Don't Forget to Be Intentional
At a recent event in Dallas, I was training residents of the Forge Mission Training Network to live as Spirit-led leaders in their local contexts. Before I started the information portion of the training, I asked participants to create and act out short skits of what they thought Spirit-led leadership looked like.
The information portion began with sharing stories of how the Holy Spirit led people in Scripture. I employed creative means like discussion, videos, and a small-group study. In order to draw out information from them, I asked them to draw pictures, write phrases, and identify one biblical text that summarized the way the Spirit led people. We ended the session by sharing our imaginations with the larger group so that we could help one another develop our visions and make them a reality.

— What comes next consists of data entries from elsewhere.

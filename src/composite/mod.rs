//! Per-pixel compositing kernels.
//!
//! All arithmetic is 8-bit integer math. Products are rounded with
//! [`int_mult`] (`round(a * b / 255)`), and the final step of every
//! colour-blending mode is the weighted mix
//!
//! ```text
//! out = (blended * w + dst * (255 - w) + 127) / 255
//! ```
//!
//! # Weights
//!
//! The source weight starts as `a_eff = INT_MULT(INT_MULT(src_alpha, opacity), mask)`,
//! treating a missing alpha or mask as 255. On a destination with alpha the
//! layers combine as
//!
//! ```text
//! new_alpha = dst_alpha + INT_MULT(255 - dst_alpha, a_eff)
//! w         = round(a_eff * 255 / new_alpha)
//! ```
//!
//! so painting onto transparent pixels shows the full source colour. Without
//! destination alpha `w = a_eff`.
//!
//! # Variants
//!
//! A row is processed in chunks of [`CHUNK_PIXELS`]. Per-pixel weights are
//! computed by scalar code shared by all variants; the channel blend and the
//! weighted mix run through the variant the [`KernelSet`] chose. Because only
//! those two steps differ, bit-identical channel kernels give bit-identical
//! pixels.

mod dispatch;
pub mod lanes;
mod mode;
pub mod reference;
#[cfg(target_arch = "x86_64")]
pub mod sse2;

pub use dispatch::{CpuFeatures, KernelSet, KernelVariant, VariantCheck};
pub use mode::CompositeMode;
pub use reference::{int_mult, luminance, mix};

use crate::pixel::PixelFormat;

/// Pixels processed per inner chunk.
pub const CHUNK_PIXELS: usize = 64;

const CHUNK_CHANNELS: usize = CHUNK_PIXELS * 3;

impl KernelSet {
    /// Composite a row of `src` pixels onto `dst` in place.
    ///
    /// `mask`, if given, holds one coverage byte per pixel.
    ///
    /// # Panics
    /// Panics if the pixel counts differ, the formats have different colour
    /// channel counts, the mask is too short, or `mode` needs destination
    /// alpha that `dst_format` lacks.
    #[allow(clippy::too_many_arguments)]
    pub fn composite_pixels(
        &self,
        mode: CompositeMode,
        src: &[u8],
        src_format: PixelFormat,
        dst: &mut [u8],
        dst_format: PixelFormat,
        mask: Option<&[u8]>,
        opacity: u8,
    ) {
        let cc = dst_format.color_channels();
        assert_eq!(
            src_format.color_channels(),
            cc,
            "{mode} cannot composite {src_format} onto {dst_format}"
        );
        assert!(
            !mode.requires_dest_alpha() || dst_format.has_alpha(),
            "{mode} needs a destination with alpha, got {dst_format}"
        );
        let (sb, db) = (src_format.bytes_per_pixel(), dst_format.bytes_per_pixel());
        let n = dst.len() / db;
        assert_eq!(src.len() / sb, n, "source and destination pixel counts differ");
        if let Some(mask) = mask {
            assert!(mask.len() >= n, "mask covers {} of {n} pixels", mask.len());
        }

        let src_alpha = src_format.alpha_index();
        let dst_alpha = dst_format.alpha_index();
        let channel_op = if mode.is_elementwise() {
            Some(mode)
        } else if matches!(mode, CompositeMode::Behind | CompositeMode::Replace) {
            Some(CompositeMode::Normal)
        } else {
            None
        };

        let mut s_col = [0u8; CHUNK_CHANNELS];
        let mut d_col = [0u8; CHUNK_CHANNELS];
        let mut blended = [0u8; CHUNK_CHANNELS];
        let mut weight = [0u8; CHUNK_CHANNELS];
        let mut mixed = [0u8; CHUNK_CHANNELS];
        let mut a_src = [0u8; CHUNK_PIXELS];
        let mut a_dst = [0u8; CHUNK_PIXELS];
        let mut a_eff = [0u8; CHUNK_PIXELS];
        let mut coverage = [0u8; CHUNK_PIXELS];
        let mut a_out = [0u8; CHUNK_PIXELS];

        for start in (0..n).step_by(CHUNK_PIXELS) {
            let len = CHUNK_PIXELS.min(n - start);
            let channels = len * cc;

            // Gather into packed colour arrays
            for i in 0..len {
                let sp = &src[(start + i) * sb..(start + i + 1) * sb];
                let dp = &dst[(start + i) * db..(start + i + 1) * db];
                s_col[i * cc..(i + 1) * cc].copy_from_slice(&sp[..cc]);
                d_col[i * cc..(i + 1) * cc].copy_from_slice(&dp[..cc]);
                a_src[i] = src_alpha.map_or(255, |k| sp[k]);
                a_dst[i] = dst_alpha.map_or(255, |k| dp[k]);
                coverage[i] = mask.map_or(255, |m| m[start + i]);
                a_eff[i] = int_mult(int_mult(a_src[i], opacity), coverage[i]);
            }

            match mode {
                CompositeMode::Erase | CompositeMode::AntiErase => {
                    for i in 0..len {
                        a_out[i] = if mode == CompositeMode::Erase {
                            a_dst[i] - int_mult(a_dst[i], a_eff[i])
                        } else {
                            a_dst[i] + int_mult(255 - a_dst[i], a_eff[i])
                        };
                    }
                    if let Some(k) = dst_alpha {
                        for i in 0..len {
                            dst[(start + i) * db + k] = a_out[i];
                        }
                    }
                    continue;
                }
                CompositeMode::ColorToAlpha => {
                    for i in 0..len {
                        let range = i * cc..(i + 1) * cc;
                        let cleared = reference::color_to_alpha(
                            &s_col[range.clone()],
                            &d_col[range.clone()],
                            a_dst[i],
                            &mut blended[range],
                        );
                        a_out[i] = mix(cleared, a_dst[i], a_eff[i]);
                        weight[i * cc..(i + 1) * cc].fill(a_eff[i]);
                    }
                }
                CompositeMode::Colorize => {
                    for i in 0..len {
                        let d = &d_col[i * cc..(i + 1) * cc];
                        let lum = if cc == 3 { luminance(d[0], d[1], d[2]) } else { d[0] };
                        for c in 0..cc {
                            blended[i * cc + c] = int_mult(lum, s_col[i * cc + c]);
                        }
                    }
                    self.normal_weights(
                        dst_alpha.is_some(),
                        len,
                        cc,
                        &a_dst,
                        &a_eff,
                        &mut weight,
                        &mut a_out,
                    );
                }
                _ => {
                    let Some(op) = channel_op else {
                        unreachable!("{mode} has a channel kernel")
                    };
                    self.variant(op).blend(
                        op,
                        &s_col[..channels],
                        &d_col[..channels],
                        &mut blended[..channels],
                    );

                    match mode {
                        CompositeMode::Behind => {
                            for i in 0..len {
                                let (a_d, new_a) = if dst_alpha.is_some() {
                                    let a_d = a_dst[i] as u32;
                                    (a_d, a_d + int_mult(255 - a_dst[i], a_eff[i]) as u32)
                                } else {
                                    (255, 255)
                                };
                                let w = if new_a == 0 {
                                    0
                                } else {
                                    ((new_a - a_d) * 255 + new_a / 2) / new_a
                                };
                                a_out[i] = new_a as u8;
                                weight[i * cc..(i + 1) * cc].fill(w.min(255) as u8);
                            }
                        }
                        CompositeMode::Replace => {
                            for i in 0..len {
                                let w = int_mult(opacity, coverage[i]);
                                a_out[i] = mix(a_src[i], a_dst[i], w);
                                weight[i * cc..(i + 1) * cc].fill(w);
                            }
                        }
                        _ => self.normal_weights(
                            dst_alpha.is_some(),
                            len,
                            cc,
                            &a_dst,
                            &a_eff,
                            &mut weight,
                            &mut a_out,
                        ),
                    }
                }
            }

            self.mix_variant().mix(
                &blended[..channels],
                &d_col[..channels],
                &weight[..channels],
                &mut mixed[..channels],
            );

            // Scatter back
            for i in 0..len {
                let dp = &mut dst[(start + i) * db..(start + i + 1) * db];
                dp[..cc].copy_from_slice(&mixed[i * cc..(i + 1) * cc]);
                if let Some(k) = dst_alpha {
                    dp[k] = a_out[i];
                }
            }
        }
    }

    #[allow(clippy::too_many_arguments)]
    fn normal_weights(
        &self,
        has_dst_alpha: bool,
        len: usize,
        cc: usize,
        a_dst: &[u8],
        a_eff: &[u8],
        weight: &mut [u8],
        a_out: &mut [u8],
    ) {
        for i in 0..len {
            let w = if has_dst_alpha {
                let new_a = a_dst[i] as u32 + int_mult(255 - a_dst[i], a_eff[i]) as u32;
                a_out[i] = new_a as u8;
                if new_a == 0 {
                    0
                } else {
                    ((a_eff[i] as u32 * 255 + new_a / 2) / new_a).min(255) as u8
                }
            } else {
                a_eff[i]
            };
            weight[i * cc..(i + 1) * cc].fill(w);
        }
    }

    /// Replace colour channels by `color` scaled with each pixel's luminance.
    /// Alpha is left untouched.
    pub fn colorize_pixels(&self, pixels: &mut [u8], format: PixelFormat, color: [u8; 3]) {
        let bpp = format.bytes_per_pixel();
        for px in pixels.chunks_exact_mut(bpp) {
            if format.color_channels() == 3 {
                let lum = luminance(px[0], px[1], px[2]);
                for c in 0..3 {
                    px[c] = int_mult(lum, color[c]);
                }
            } else {
                px[0] = int_mult(px[0], luminance(color[0], color[1], color[2]));
            }
        }
    }
}
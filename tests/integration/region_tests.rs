//! Region iteration tests.
//!
//! Tests verify:
//! - Lock-step iteration yields spans of equal size for every region
//! - Spans tile the region exactly once, even across different tile grids
//! - Abandoning an iteration leaves no tile pinned
//! - Region copies land at the right offsets under cache pressure
//! - Automatic levels stretch a narrow tonal range to the full scale

use std::collections::HashSet;

use tile_composite::region::{ops, HistogramChannel};
use tile_composite::{lock_step, Access, Levels, PixelFormat, Rect, TileContext};

use super::test_utils::{fill_pattern, pattern_byte};

#[test]
fn test_lock_step_spans_have_equal_dimensions() {
    let a_ctx = TileContext::in_memory(1 << 20, 16);
    let b_ctx = TileContext::in_memory(1 << 20, 24);
    let a = a_ctx.create_canvas(120, 90, PixelFormat::Rgba);
    let b = b_ctx.create_canvas(120, 90, PixelFormat::Gray);
    let c = a_ctx.create_canvas(120, 90, PixelFormat::Rgb);

    let rect_a = Rect::new(5, 3, 70, 50);
    let rect_b = Rect::new(40, 31, 70, 50);
    let rect_c = Rect::new(11, 17, 70, 50);

    let mut covered = HashSet::new();
    let mut count = 0;
    for triple in lock_step([
        a.region(rect_a, Access::Read),
        b.region(rect_b, Access::Read),
        c.region(rect_c, Access::Write),
    ]) {
        let [sa, sb, sc] = triple.unwrap();
        count += 1;

        assert_eq!((sa.width(), sa.height()), (sb.width(), sb.height()));
        assert_eq!((sa.width(), sa.height()), (sc.width(), sc.height()));
        assert_eq!(sa.region_offset(), sb.region_offset());
        assert_eq!(sa.region_offset(), sc.region_offset());
        assert_eq!(sa.row(0).len(), sa.width() as usize * 4);
        assert_eq!(sb.row(0).len(), sb.width() as usize);

        // No span crosses a tile boundary of its own grid
        assert_eq!(sa.x() / 16, (sa.x() + sa.width() - 1) / 16);
        assert_eq!(sb.y() / 24, (sb.y() + sb.height() - 1) / 24);

        let (ox, oy) = sa.region_offset();
        for y in oy..oy + sa.height() {
            for x in ox..ox + sa.width() {
                assert!(covered.insert((x, y)), "pixel ({x}, {y}) visited twice");
            }
        }
    }

    assert_eq!(covered.len(), 70 * 50);
    assert!(count > 12);
}

#[test]
fn test_abandoned_lock_step_unpins_tiles() {
    let ctx = TileContext::in_memory(1 << 20, 16);
    let src = ctx.create_canvas(64, 64, PixelFormat::Gray);
    let dst = ctx.create_canvas(64, 64, PixelFormat::Gray);

    let mut iter = lock_step([
        src.full_region(Access::Read),
        dst.full_region(Access::Write),
    ]);
    let first = iter.next().unwrap().unwrap();
    assert_eq!(src.tile_refcount(0, 0), 1);
    assert_eq!(dst.tile_refcount(0, 0), 1);
    drop(first);
    let _second = iter.next().unwrap().unwrap();
    drop(iter);

    assert_eq!(src.tile_refcount(0, 0), 0);
    assert_eq!(dst.tile_refcount(0, 0), 0);
}

#[test]
fn test_copy_under_pressure_lands_at_offset() {
    let format = PixelFormat::Rgb;
    // Budget of three tiles while two 4x4-tile canvases are in play
    let ctx = TileContext::in_memory(3 * 16 * 16 * 3, 16);
    let src = ctx.create_canvas(64, 64, format);
    let dst = ctx.create_canvas(64, 64, format);
    fill_pattern(&src);

    ops::copy(
        &src.region(Rect::new(0, 0, 40, 30), Access::Read),
        &dst.region(Rect::new(20, 30, 40, 30), Access::Write),
    )
    .unwrap();

    for (x, y) in [(0, 0), (17, 9), (39, 29)] {
        let expected: Vec<u8> = (0..3).map(|c| pattern_byte(x, y, c)).collect();
        assert_eq!(dst.pixel(x + 20, y + 30).unwrap(), expected);
    }
    assert_eq!(dst.pixel(19, 30).unwrap(), vec![0, 0, 0]);
    assert!(ctx.stats().swap_writes > 0);
}

#[test]
#[should_panic(expected = "expected 20x20")]
fn test_lock_step_rejects_mismatched_sizes() {
    let ctx = TileContext::in_memory(1 << 20, 16);
    let a = ctx.create_canvas(64, 64, PixelFormat::Gray);
    let b = ctx.create_canvas(64, 64, PixelFormat::Gray);
    let _ = lock_step([
        a.region(Rect::new(0, 0, 20, 20), Access::Read),
        b.region(Rect::new(0, 0, 20, 21), Access::Write),
    ]);
}

#[test]
fn test_auto_levels_stretch_gradient() {
    // Four-tile budget for a 10x1-tile canvas
    let ctx = TileContext::in_memory(4 * 16 * 16, 16);
    let canvas = ctx.create_canvas(151, 16, PixelFormat::Gray);
    let gradient: Vec<u8> = (0..16).flat_map(|_| 50..=200u8).collect();
    canvas.write_all(&gradient).unwrap();

    let histogram = ops::histogram(&canvas.full_region(Access::Read)).unwrap();
    assert_eq!(histogram.total(HistogramChannel::Value), 151 * 16);
    let levels = Levels::auto(&histogram, false);
    let value = levels.channel(HistogramChannel::Value);
    assert_eq!((value.low_input, value.high_input), (51, 199));

    let mut last = 0;
    let mut sink = |_: u64, _: u64, cur: u64| last = cur;
    ops::levels(&canvas.full_region(Access::Write), &levels, Some(&mut sink)).unwrap();
    assert_eq!(last, 151 * 16);

    let row: Vec<u8> = (0..151).map(|x| canvas.pixel(x, 7).unwrap()[0]).collect();
    assert_eq!(row[0], 0);
    assert_eq!(row[1], 0);
    assert_eq!(row[149], 255);
    assert_eq!(row[150], 255);
    assert!(row.windows(2).all(|w| w[0] <= w[1]));
    assert!(ctx.stats().swap_writes > 0);
}
//! Swap file naming and cleanup of files left behind by dead processes.
//!
//! Swap files are named `<prefix>.<pid>`. At startup every file in the swap
//! directory matching that pattern is checked: if its pid is neither the
//! current process nor alive, the file is deleted.

use std::io;
use std::path::{Path, PathBuf};

use tracing::{debug, info, warn};

/// Answers whether a process id belongs to a running process.
pub trait ProcessProbe {
    fn is_alive(&self, pid: u32) -> bool;
}

/// Probe backed by the operating system.
///
/// On unix this delivers signal 0, which checks for existence without
/// affecting the target. `EPERM` means the process exists but belongs to
/// another user, so it counts as alive.
#[derive(Debug, Clone, Copy, Default)]
pub struct SystemProbe;

impl ProcessProbe for SystemProbe {
    #[cfg(unix)]
    fn is_alive(&self, pid: u32) -> bool {
        let Ok(pid) = libc::pid_t::try_from(pid) else {
            return false;
        };
        if pid <= 0 {
            return false;
        }
        // SAFETY: kill with signal 0 performs only the permission and
        // existence checks; no signal is delivered.
        let rc = unsafe { libc::kill(pid, 0) };
        rc == 0 || io::Error::last_os_error().raw_os_error() == Some(libc::EPERM)
    }

    // Files held open by a live process cannot be removed on these platforms
    // anyway, so trying every candidate is harmless.
    #[cfg(not(unix))]
    fn is_alive(&self, _pid: u32) -> bool {
        false
    }
}

impl<F: Fn(u32) -> bool> ProcessProbe for F {
    fn is_alive(&self, pid: u32) -> bool {
        self(pid)
    }
}

/// File name of the swap file for `pid`.
pub fn swap_file_name(prefix: &str, pid: u32) -> String {
    format!("{}.{}", prefix, pid)
}

/// Path of this process's swap file inside `dir`.
pub fn swap_file_path(dir: &Path, prefix: &str) -> PathBuf {
    dir.join(swap_file_name(prefix, std::process::id()))
}

/// Extract the pid from a swap file name, if it matches `<prefix>.<digits>`.
pub fn parse_swap_pid(file_name: &str, prefix: &str) -> Option<u32> {
    let rest = file_name.strip_prefix(prefix)?.strip_prefix('.')?;
    if rest.is_empty() || !rest.bytes().all(|b| b.is_ascii_digit()) {
        return None;
    }
    rest.parse().ok()
}

/// Delete swap files in `dir` whose owning process is gone.
///
/// Returns the paths that were removed. A missing directory is not an
/// error; individual removal failures are logged and skipped.
pub fn clean_stale_swap_files(
    dir: &Path,
    prefix: &str,
    probe: &dyn ProcessProbe,
) -> io::Result<Vec<PathBuf>> {
    let entries = match std::fs::read_dir(dir) {
        Ok(entries) => entries,
        Err(e) if e.kind() == io::ErrorKind::NotFound => return Ok(Vec::new()),
        Err(e) => return Err(e),
    };

    let own_pid = std::process::id();
    let mut removed = Vec::new();

    for entry in entries {
        let entry = entry?;
        let name = entry.file_name();
        let Some(name) = name.to_str() else {
            continue;
        };
        let Some(pid) = parse_swap_pid(name, prefix) else {
            continue;
        };

        if pid == own_pid || probe.is_alive(pid) {
            debug!(file = name, pid, "Keeping swap file of live process");
            continue;
        }

        let path = entry.path();
        match std::fs::remove_file(&path) {
            Ok(()) => {
                info!(path = %path.display(), pid, "Removed stale swap file");
                removed.push(path);
            }
            Err(e) => warn!(path = %path.display(), error = %e, "Failed to remove stale swap file"),
        }
    }

    Ok(removed)
}
//! Detection of YAML `!!` tags that the safe loader refuses.
//!
//! `serde_yaml` resolves `!!` tags itself and silently drops the ones it does
//! not know, so `!!python/object:os.system x` reaches a `Value` as the plain
//! string `"x"`. The scan below runs on the raw text before parsing and
//! reports the first `!!` tag outside the safe set.
//!
//! Invariants:
//! - Only tag tokens are inspected. Quoted scalars, plain scalars, comments
//!   and block scalar bodies never match.
//! - Local `!` tags are left to the parsed-value check in source.rs.

/// Core-schema tags a safe loader constructs without running user code.
const SAFE_TAGS: [&str; 14] = [
    "null",
    "bool",
    "int",
    "float",
    "binary",
    "timestamp",
    "omap",
    "pairs",
    "set",
    "str",
    "seq",
    "map",
    "merge",
    "value",
];

/// Returns the first `!!` tag in `text` that is not in the safe set.
pub(crate) fn find_unsafe_tag(text: &str) -> Option<String> {
    let mut scanner = Scanner::default();
    text.lines().find_map(|line| scanner.scan_line(line))
}

#[derive(Default)]
struct Scanner {
    /// Open quote character, carried across lines.
    quote: Option<char>,
    flow_depth: usize,
    /// Indentation of the line that opened a `|` or `>` block scalar.
    block_indent: Option<usize>,
}

impl Scanner {
    fn scan_line(&mut self, line: &str) -> Option<String> {
        let indent = line.len() - line.trim_start_matches(' ').len();
        if let Some(block) = self.block_indent {
            if line.trim().is_empty() || indent > block {
                return None;
            }
            self.block_indent = None;
        }

        let chars: Vec<char> = line.chars().collect();
        let mut plain = false;
        let mut i = 0;
        while i < chars.len() {
            let c = chars[i];
            let next = chars.get(i + 1).copied();

            if let Some(quote) = self.quote {
                if quote == '"' && c == '\\' {
                    i += 2;
                    continue;
                }
                if c == quote {
                    if quote == '\'' && next == Some('\'') {
                        i += 2;
                        continue;
                    }
                    self.quote = None;
                }
                i += 1;
                continue;
            }

            if plain {
                if c == ':' && next.is_none_or(char::is_whitespace) {
                    plain = false;
                } else if c == '#' && i > 0 && chars[i - 1].is_whitespace() {
                    return None;
                } else if self.flow_depth > 0 && matches!(c, ',' | ']' | '}') {
                    // Flow indicator ends the scalar; handle it below.
                    plain = false;
                    continue;
                }
                i += 1;
                continue;
            }

            match c {
                ' ' | '\t' | ',' => {}
                '#' => return None,
                '"' | '\'' => self.quote = Some(c),
                '[' | '{' => self.flow_depth += 1,
                ']' | '}' => self.flow_depth = self.flow_depth.saturating_sub(1),
                '-' | '?' | ':' if next.is_none_or(char::is_whitespace) => {}
                '!' | '&' | '*' => {
                    let end = self.token_end(&chars, i);
                    let token: String = chars[i..end].iter().collect();
                    if let Some(name) = token.strip_prefix("!!")
                        && !SAFE_TAGS.contains(&name)
                    {
                        return Some(token);
                    }
                    i = end;
                    continue;
                }
                '|' | '>' => {
                    let rest: String = chars[i + 1..].iter().collect();
                    let rest = rest
                        .trim_start_matches(|c: char| c.is_ascii_digit() || c == '+' || c == '-')
                        .trim_start();
                    if rest.is_empty() || rest.starts_with('#') {
                        self.block_indent = Some(indent);
                    }
                    return None;
                }
                _ => plain = true,
            }
            i += 1;
        }
        None
    }

    fn token_end(&self, chars: &[char], start: usize) -> usize {
        (start..chars.len())
            .find(|&j| {
                chars[j].is_whitespace()
                    || (self.flow_depth > 0 && matches!(chars[j], ',' | ']' | '}'))
            })
            .unwrap_or(chars.len())
    }
}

At the conclusion of the weekend I played one of the most inspiring videos I have ever seen. The video features one person standing against injustice and calling for God's people to wake up. I told the group that I saw each one of them as being that person. I went on to explain to them the sacrifice I was making to be in Dallas with them. It was just days before my wife was due to deliver our first child. I shared that I believe that as they explore how to live on mission for God and how to lead others to do the same, they are changing the world. How could I possibly skip a chance to be a part of that?
My training that weekend wasn't especially original, but I was intentional about including information, imagination, and inspiration. And I believe this method helped them to imagine the possibilities and implement a plan to make it happen.
—SCOTT NELSON is the Director of Theology for ForgeAmerica; copyright 2012 by Christianity Today.
- Which of these three do you usually spend the most time on? The least?
- How much thought had you given to imagination in leader training prior to reading this article? Why is imagination a critical element of leader training?
- In what ways can you incorporate these three components into your next training event?